His regional cooperation minister, Tzachi Hanegbi, sounded circumspect about the deal, telling reporters that it "does not meet Israel's unequivocal demand that there will not be developments that bring the forces of Hizbollah or Iran to the Israel-Syria border in the north".
“There’s reflection here of the understanding that Israel has set red lines, and will stand firm on this,” Hanegbi said.
That was an allusion to Israeli military strikes in Syria, carried out against suspected Hizbollah or Iranian arms depots or in retaliation for attacks from the Syrian-held Golan.
In the latest incident, the Israeli military said it shot down a spy drone on Saturday as it overflew the Golan. Israeli Defence Minister Avigdor Lieberman blamed the drone on the Syrian government. Damascus did not immediately respond.

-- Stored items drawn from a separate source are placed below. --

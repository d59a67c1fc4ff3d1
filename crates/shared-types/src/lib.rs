//! # Shared Types Crate
//!
//! This crate contains the module identities, the [`Payload`] envelope that
//! rides on every kernel call, capability-token claims, registry entities and
//! the bus error taxonomy.
//!
//! ## Design Principles
//!
//! - **Single Source of Truth**: All cross-crate types are defined here.
//! - **Identity on the envelope**: `module_name` / `module_type` / credentials
//!   are typed fields of [`Payload`]; domain fields travel in `body`.
//! - **Secrets never logged**: every log line uses [`Payload::masked`].

#![cfg_attr(test, allow(clippy::unwrap_used))]

pub mod entities;
pub mod envelope;
pub mod errors;
pub mod ipc;
pub mod security;

pub use entities::*;
pub use envelope::Payload;
pub use errors::*;
pub use ipc::*;
pub use security::*;
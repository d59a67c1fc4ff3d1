//! # Trust Kernel
//!
//! The single choke point every module call passes through. It authorizes
//! the call, forwards it to the registered listeners and trips a per-module
//! breaker ("meltdown") on any authentication failure.
//!
//! ## Validation Order
//!
//! ```text
//! emit(event, payload, reply)
//!   1. no listeners for event           -> false (inert)
//!   2. moduleName missing / invalid     -> false (dropped, no trip)
//!   3. moduleName already tripped       -> false
//!   4. event is public                  -> forward
//!   5. skipJWT                          -> allow-listed pair + secret ? forward : TRIP
//!   6. capability token                 -> verified ? attach claims, forward : TRIP
//! ```
//!
//! ## Trip Side Effects
//!
//! Latch set and every listener tagged with the module swept from every
//! event, under one write lock so no registration can slip in between. Then
//! the operator is notified and the reply resolved with [`BusError::Meltdown`].
//!
//! Listeners receive verified claims, never the caller's raw token or secret.
//!
//! The kernel never panics across `emit`: listener panics are caught and
//! turned into a reply error.

use crate::events::{is_bootstrap_allowed, EventName};
use crate::latch::{MeltdownLatch, MeltdownRecord};
use crate::publisher::Notifier;
use crate::reply::Reply;
use chrono::Utc;
use parking_lot::RwLock;
use shared_crypto::{SharedSecret, TokenCodec};
use shared_types::{
    BusError, MeltdownReason, ModuleName, ModuleType, Notification, NotificationPriority,
    NotificationType, Payload,
};
use std::collections::HashMap;
use std::panic::{catch_unwind, AssertUnwindSafe};
use std::sync::atomic::{AtomicU64, Ordering};
use std::sync::Arc;
use tracing::{debug, error, info, trace, warn};

/// A registered event handler.
pub type Handler = Arc<dyn Fn(Payload, Reply) + Send + Sync>;

/// Identifies one registration, for [`KernelHandle::off`].
#[derive(Debug, Clone, Copy, PartialEq, Eq, Hash)]
pub struct ListenerId(u64);

impl ListenerId {
    /// Wrap a raw id. Kernels allocate these; other `KernelHandle`s may too.
    pub fn new(raw: u64) -> Self {
        Self(raw)
    }
}

/// What a module sees of a kernel: emit calls, register handlers.
///
/// Implemented by [`TrustKernel`] and by the loader's health-check stub.
pub trait KernelHandle: Send + Sync {
    /// Submit a call. `false` means it was not forwarded to any listener.
    fn emit(&self, event: EventName, payload: Payload, reply: Reply) -> bool;

    /// Register `handler` for `event` on behalf of `module_name`.
    ///
    /// Returns `None` if the registration was refused.
    fn on(
        &self,
        event: EventName,
        module_name: &str,
        module_type: ModuleType,
        handler: Handler,
    ) -> Option<ListenerId>;

    /// Remove one registration. Returns whether it existed.
    fn off(&self, id: ListenerId) -> bool;
}

struct Listener {
    id: ListenerId,
    module_name: String,
    handler: Handler,
}

/// Mutable kernel state, guarded as one unit.
#[derive(Default)]
struct KernelState {
    listeners: HashMap<EventName, Vec<Listener>>,
    module_types: HashMap<String, ModuleType>,
}

/// The authorizing event dispatcher.
pub struct TrustKernel {
    state: RwLock<KernelState>,
    latch: MeltdownLatch,
    codec: TokenCodec,
    bootstrap_secret: SharedSecret,
    notifier: Arc<dyn Notifier>,
    next_listener_id: AtomicU64,
}

impl TrustKernel {
    /// Create a kernel.
    pub fn new(codec: TokenCodec, bootstrap_secret: SharedSecret, notifier: Arc<dyn Notifier>) -> Self {
        Self {
            state: RwLock::new(KernelState::default()),
            latch: MeltdownLatch::new(),
            codec,
            bootstrap_secret,
            notifier,
            next_listener_id: AtomicU64::new(1),
        }
    }

    // =========================================================================
    // DISPATCH
    // =========================================================================

    fn dispatch(&self, event: EventName, mut payload: Payload, reply: Reply) -> bool {
        // Step 1: inert event.
        let handlers = self.handlers_for(&event);
        if handlers.is_empty() {
            debug!(event = %event, "No listeners registered, call ignored");
            return false;
        }

        // Step 2: identity.
        let Some(module) = payload.module_identity() else {
            return false;
        };

        // Step 3: latch.
        if self.latch.is_tripped(module.as_str()) {
            debug!(event = %event, module = %module, "Call from module in meltdown dropped");
            return false;
        }

        // Claims are only ever the kernel's.
        payload.attach_claims(None);
        self.stamp_module_type(&module, &mut payload);

        // Step 4: public events.
        if event.is_public() {
            trace!(event = %event, payload = %payload.masked_json(), "Public event");
            return self.forward(&event, &module, handlers, payload, reply);
        }

        // Step 5: bootstrap path.
        if payload.skip_jwt {
            if !is_bootstrap_allowed(module.as_str(), &event) {
                return self.trip(&module, MeltdownReason::UnauthorizedSkipJwt, &reply);
            }
            let supplied = payload.auth_secret.take().unwrap_or_default();
            if !self.bootstrap_secret.matches(&supplied) {
                return self.trip(&module, MeltdownReason::InvalidSecret, &reply);
            }
            debug!(event = %event, module = %module, "Bootstrap call accepted");
            return self.forward(&event, &module, handlers, payload, reply);
        }

        // Step 6: capability token.
        let Some(jwt) = payload.jwt.as_deref() else {
            return self.trip(&module, MeltdownReason::NoToken, &reply);
        };
        match self.codec.verify(jwt, Utc::now().timestamp()) {
            Ok(claims) => payload.attach_claims(Some(claims)),
            Err(e) if e.is_undecodable() => {
                debug!(module = %module, error = %e, "Token rejected");
                return self.trip(&module, MeltdownReason::Undecodable, &reply);
            }
            Err(e) => {
                debug!(module = %module, error = %e, "Token rejected");
                return self.trip(&module, MeltdownReason::InvalidToken, &reply);
            }
        }

        // Step 7.
        self.forward(&event, &module, handlers, payload, reply)
    }

    fn forward(
        &self,
        event: &EventName,
        module: &ModuleName,
        handlers: Vec<Handler>,
        mut payload: Payload,
        reply: Reply,
    ) -> bool {
        payload.jwt = None;
        payload.auth_secret = None;
        trace!(event = %event, module = %module, listeners = handlers.len(), "Forwarding");
        for handler in handlers {
            let call_payload = payload.clone();
            let call_reply = reply.clone();
            let outcome = catch_unwind(AssertUnwindSafe(|| handler(call_payload, call_reply)));
            if outcome.is_err() {
                error!(event = %event, caller = %module, "Listener panicked");
                reply.err(BusError::Handler(format!("listener for {event} panicked")));
            }
        }
        true
    }

    fn handlers_for(&self, event: &EventName) -> Vec<Handler> {
        self.state
            .read()
            .listeners
            .get(event)
            .map(|listeners| listeners.iter().map(|l| l.handler.clone()).collect())
            .unwrap_or_default()
    }

    /// Listeners see the type the module registered with, not what it claims.
    fn stamp_module_type(&self, module: &ModuleName, payload: &mut Payload) {
        let Some(known) = self.module_type(module.as_str()) else {
            return;
        };
        if payload.module_type.is_some_and(|claimed| claimed != known) {
            warn!(module = %module, claimed = ?payload.module_type, registered = %known, "Module type mismatch");
        }
        payload.module_type = Some(known);
    }

    // =========================================================================
    // MELTDOWN
    // =========================================================================

    fn trip(&self, module: &ModuleName, reason: MeltdownReason, reply: &Reply) -> bool {
        self.meltdown(module.as_str(), reason.clone());
        reply.err(BusError::Meltdown {
            module: module.to_string(),
            reason,
        });
        false
    }

    /// Trip the breaker for `module_name`.
    ///
    /// Returns `true` if this call tripped it. Listeners are swept either way.
    pub fn meltdown(&self, module_name: &str, reason: MeltdownReason) -> bool {
        // Lock order: state, then latch.
        let (newly_tripped, removed) = {
            let mut state = self.state.write();
            let newly_tripped = self.latch.trip(module_name, reason.clone());
            (newly_tripped, sweep(&mut state, module_name))
        };
        if newly_tripped {
            warn!(module = module_name, reason = %reason, "Meltdown");
            self.notifier.notify(Notification::new(
                module_name,
                NotificationType::Security,
                NotificationPriority::Critical,
                reason.user_message(module_name),
            ));
        }
        if removed > 0 {
            info!(module = module_name, removed, "Swept listeners");
        }
        newly_tripped
    }

    /// Whether `module_name` is in meltdown.
    pub fn is_melted(&self, module_name: &str) -> bool {
        self.latch.is_tripped(module_name)
    }

    /// Why `module_name` is in meltdown.
    pub fn meltdown_reason(&self, module_name: &str) -> Option<MeltdownReason> {
        self.latch.record(module_name).map(|r| r.reason)
    }

    /// Every module in meltdown.
    pub fn meltdowns(&self) -> Vec<(String, MeltdownRecord)> {
        self.latch.snapshot()
    }

    // =========================================================================
    // LISTENERS
    // =========================================================================

    /// Remove every listener tagged with `module_name`, across all events.
    pub fn remove_module_listeners(&self, module_name: &str) -> usize {
        sweep(&mut self.state.write(), module_name)
    }

    /// Like [`remove_module_listeners`](Self::remove_module_listeners), but
    /// only if `module_name` registered as [`ModuleType::Community`].
    ///
    /// A core module's listeners are left alone and `0` is returned.
    pub fn remove_community_listeners(&self, module_name: &str) -> usize {
        let mut state = self.state.write();
        match state.module_types.get(module_name) {
            Some(ModuleType::Community) => sweep(&mut state, module_name),
            Some(ModuleType::Core) => {
                warn!(module = module_name, "Refusing to sweep listeners of a core module");
                0
            }
            None => 0,
        }
    }

    /// Listeners registered for `event`.
    pub fn listener_count(&self, event: &EventName) -> usize {
        self.state.read().listeners.get(event).map_or(0, Vec::len)
    }

    /// Events `module_name` has listeners on, sorted.
    pub fn listeners_for_module(&self, module_name: &str) -> Vec<EventName> {
        let state = self.state.read();
        let mut events: Vec<_> = state
            .listeners
            .iter()
            .filter(|(_, listeners)| listeners.iter().any(|l| l.module_name == module_name))
            .map(|(event, _)| event.clone())
            .collect();
        events.sort_by(|a, b| a.as_str().cmp(b.as_str()));
        events
    }

    /// Type a module registered with.
    pub fn module_type(&self, module_name: &str) -> Option<ModuleType> {
        self.state.read().module_types.get(module_name).copied()
    }
}

fn sweep(state: &mut KernelState, module_name: &str) -> usize {
    let mut removed = 0;
    state.listeners.retain(|_, listeners| {
        let before = listeners.len();
        listeners.retain(|l| l.module_name != module_name);
        removed += before - listeners.len();
        !listeners.is_empty()
    });
    removed
}

impl KernelHandle for TrustKernel {
    fn emit(&self, event: EventName, payload: Payload, reply: Reply) -> bool {
        self.dispatch(event, payload, reply)
    }

    fn on(
        &self,
        event: EventName,
        module_name: &str,
        module_type: ModuleType,
        handler: Handler,
    ) -> Option<ListenerId> {
        let Some(module) = ModuleName::parse(module_name) else {
            warn!(event = %event, "Listener registration without a valid module name refused");
            return None;
        };

        // The latch is read under the state lock so a concurrent meltdown
        // either sees this listener and sweeps it, or this sees the latch.
        let mut state = self.state.write();
        if self.latch.is_tripped(module.as_str()) {
            warn!(event = %event, module = %module, "Listener registration from module in meltdown refused");
            return None;
        }
        let id = ListenerId(self.next_listener_id.fetch_add(1, Ordering::Relaxed));
        // First registration fixes the module's type.
        let registered_type = *state
            .module_types
            .entry(module.to_string())
            .or_insert(module_type);
        if registered_type != module_type {
            warn!(module = %module, claimed = %module_type, registered = %registered_type, "Listener registration with conflicting module type refused");
            return None;
        }
        state.listeners.entry(event.clone()).or_default().push(Listener {
            id,
            module_name: module.to_string(),
            handler,
        });
        debug!(event = %event, module = %module, "Listener registered");
        Some(id)
    }

    fn off(&self, id: ListenerId) -> bool {
        let mut state = self.state.write();
        let mut found = false;
        state.listeners.retain(|_, listeners| {
            let before = listeners.len();
            listeners.retain(|l| l.id != id);
            found |= listeners.len() != before;
            !listeners.is_empty()
        });
        found
    }
}
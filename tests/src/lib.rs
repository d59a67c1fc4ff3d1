//! # CMS Trust Bus Test Suite
//!
//! Unified test crate containing:
//!
//! ## Structure
//!
//! ```text
//! tests/
//! ├── benches/
//! │   └── bus_benchmarks.rs   # Kernel dispatch and token verification cost
//! └── src/
//!     └── integration/        # Cross-crate flows through a real kernel
//!         ├── fixtures.rs
//!         ├── trust_kernel.rs
//!         ├── token_flows.rs
//!         └── module_loading.rs
//! ```
//!
//! ## Running Tests
//!
//! ```bash
//! # All tests
//! cargo test -p cms-tests
//!
//! # By area
//! cargo test -p cms-tests integration::trust_kernel::
//! cargo test -p cms-tests integration::module_loading::
//!
//! # Benchmarks
//! cargo bench -p cms-tests
//! ```

pub mod integration;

Repeating Israel’s warnings to Iran and Hizbollah, Lieberman said: “We will not allow the Shiite axis to establish Syria as its forefront base”.
Russia, which has a long-term military garrison in Syria, has said it wants foreign forces to quit the country eventually.
The US State Department official, who briefed reporters on condition of anonymity on Saturday, said that goal could be served by Russia’s pledge to remove Iranian-linked fighters from the truce zone in southwestern Syria.
“If this works, this is an auspicious signal, would be an auspicious signal, that our policy objective — the objective that I think so many of us share, of getting these guys out of Syria ultimately — that there’s a path in that direction,” the official said.